Dlatego prokurator generalny - Andrzej Seremet złożył do Trybunału Konstytucyjnego wniosek dotyczący odszkodowań.
Zwierzęta są państwowe
Właścicielem dzikiej zwierzyny jest Skarb Państwa. Zatem - teoretycznie - to państwo odpowiada za szkody przez nią wyrządzone. Jednak szanse na odszkodowania ma wąska grupa. Są to np. właściciele upraw, pasiek, zwierząt gospodarskich.
W dodatku w ustawie o ochronie przyrody zapisano, że odnosi się to tylko do niektórych gatunków zwierząt. Chodzi o żubry, wilki, rysie, niedźwiedzie. Regionalni dyrektorzy ochrony środowiska mogą też wypłacać odszkodowania za szkody wyrządzone przez bobry.

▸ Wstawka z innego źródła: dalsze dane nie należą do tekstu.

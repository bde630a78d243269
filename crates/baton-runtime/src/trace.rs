//! Run tracing.
//!
//! Spans are plain `tracing` spans. A run opens one `workflow` span unless an
//! ambient trace is active, with `agent`, `generation`, `function`,
//! `computer_action` and `handoff` spans beneath it. When tracing is disabled
//! every span is [`Span::none`], so instrumentation disappears while the run
//! behaves identically.

use std::future::Future;

use baton_core::ids;
use tracing::{Instrument, Span, field, info_span};

/// An ambient trace shared by several runs.
#[derive(Clone, Debug, PartialEq, Eq)]
pub struct TraceInfo {
    /// Trace identifier.
    pub trace_id: String,
    /// Workflow name.
    pub workflow_name: String,
    /// Optional grouping id, e.g. a conversation thread.
    pub group_id: Option<String>,
}

tokio::task_local! {
    static ACTIVE_TRACE: TraceInfo;
}

/// The ambient trace of the current task, if one is active.
pub fn current_trace() -> Option<TraceInfo> {
    ACTIVE_TRACE.try_with(Clone::clone).ok()
}

/// Run `fut` inside one ambient trace. Runs started inside reuse it instead
/// of opening their own `workflow` span.
pub async fn with_trace<F: Future>(workflow_name: impl Into<String>, fut: F) -> F::Output {
    let info = TraceInfo {
        trace_id: ids::trace_id(),
        workflow_name: workflow_name.into(),
        group_id: None,
    };
    let span = info_span!("workflow", workflow = %info.workflow_name, trace_id = %info.trace_id);
    ACTIVE_TRACE.scope(info, fut).instrument(span).await
}

/// Run `fut` under `trace`, if any. Tasks do not inherit the ambient trace,
/// so spawned runs carry it over explicitly.
pub(crate) async fn within<F: Future>(trace: Option<TraceInfo>, fut: F) -> F::Output {
    match trace {
        Some(info) => ACTIVE_TRACE.scope(info, fut).await,
        None => fut.await,
    }
}

/// Span factory honouring the run's tracing switches.
#[derive(Clone, Copy, Debug)]
pub struct Tracer {
    enabled: bool,
    sensitive: bool,
}

impl Tracer {
    /// Tracer for a run.
    pub fn new(enabled: bool, include_sensitive_data: bool) -> Self {
        Self {
            enabled,
            sensitive: include_sensitive_data,
        }
    }

    /// Whether spans are emitted.
    pub fn enabled(&self) -> bool {
        self.enabled
    }

    /// Whether inputs and outputs may be recorded.
    pub fn records_data(&self) -> bool {
        self.enabled && self.sensitive
    }

    /// Top-level span of a run.
    pub fn workflow(&self, workflow_name: &str, trace_id: &str, group_id: Option<&str>) -> Span {
        if !self.enabled {
            return Span::none();
        }
        info_span!("workflow", workflow = workflow_name, trace_id, group_id = ?group_id)
    }

    /// One agent activation.
    pub fn agent(&self, agent_name: &str, tools: &[String], handoffs: &[String], output_type: &str) -> Span {
        if !self.enabled {
            return Span::none();
        }
        info_span!(
            "agent",
            agent = agent_name,
            tools = ?tools,
            handoffs = ?handoffs,
            output_type,
        )
    }

    /// One model call. Usage and, if allowed, output are recorded on completion.
    pub fn generation(&self, agent_name: &str, model: &str, turn: u32) -> Span {
        if !self.enabled {
            return Span::none();
        }
        info_span!(
            "generation",
            agent = agent_name,
            model,
            turn,
            input_tokens = field::Empty,
            output_tokens = field::Empty,
        )
    }

    /// One function tool call.
    pub fn function(&self, tool_name: &str, call_id: &str, arguments: &str) -> Span {
        if !self.enabled {
            return Span::none();
        }
        let span = info_span!("function", tool_name, call_id, input = field::Empty, output = field::Empty);
        if self.sensitive {
            let _ = span.record("input", arguments);
        }
        span
    }

    /// One computer action.
    pub fn computer_action(&self, call_id: &str, action: &str) -> Span {
        if !self.enabled {
            return Span::none();
        }
        info_span!("computer_action", call_id, action)
    }

    /// One handoff.
    pub fn handoff(&self, from_agent: &str, to_agent: &str) -> Span {
        if !self.enabled {
            return Span::none();
        }
        info_span!("handoff", from_agent, to_agent)
    }

    /// Record a tool's output on its `function` span when allowed.
    pub fn record_output(&self, span: &Span, output: &str) {
        if self.records_data() {
            let _ = span.record("output", output);
        }
    }
}

#[cfg(test)]
mod tests {
    use super::*;
    use baton_core::logging::capture_logs;

    #[test]
    fn disabled_tracer_emits_nothing() {
        let (logs, _guard) = capture_logs();
        let tracer = Tracer::new(false, true);
        let span = tracer.function("search", "call_1", "{}");
        tracer.record_output(&span, "secret");
        let _ = tracer.workflow("wf", "trace_1", None);
        assert!(logs.spans().is_empty());
    }

    #[test]
    fn sensitive_data_is_opt_in() {
        let (logs, _guard) = capture_logs();
        let span = Tracer::new(true, false).function("search", "call_1", r#"{"q":"x"}"#);
        Tracer::new(true, false).record_output(&span, "result");
        let captured = &logs.spans_named("function")[0];
        assert_eq!(captured.field("tool_name"), Some("search"));
        assert!(captured.field("input").is_none());
        assert!(captured.field("output").is_none());

        let span = Tracer::new(true, true).function("search", "call_2", r#"{"q":"x"}"#);
        Tracer::new(true, true).record_output(&span, "result");
        let captured = &logs.spans_named("function")[1];
        assert_eq!(captured.field("input"), Some(r#"{"q":"x"}"#));
        assert_eq!(captured.field("output"), Some("result"));
    }

    #[tokio::test]
    async fn ambient_trace_is_visible_inside_scope() {
        assert!(current_trace().is_none());
        let name = with_trace("support flow", async { current_trace().map(|t| t.workflow_name) }).await;
        assert_eq!(name.as_deref(), Some("support flow"));
        assert!(current_trace().is_none());
    }
}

Marek Machnikowski, zastępca Regionalnego Dyrektora Ochrony Środowiska w Bydgoszczy i Regionalny Konserwator Przyrody, twierdzi że w Kujawsko-Pomorskiem odszkodzowania dotyczyły dotąd wyłącznie bobrów. Otrzymywali je rolnicy.
Jednak zdaniem prokuratora Andrzeja Seremeta państwo powinno płacić wszystkim poszkodowanym.
Niedźwiedzi brak, łabędzie jedzą rzepak
W Kujawsko-Pomorskiem co prawda nie ma problemów z wilkami czy rysiami, niedźwiedzi i wilków nie mamy, ale np. bobry niszczą także drzewa w ogródkach działkowych położonych blisko rzek. Czy właściciele działek będą mogli występować o odszkodowania? Wiele zależy od decyzji Trybunału Konstytucyjnego.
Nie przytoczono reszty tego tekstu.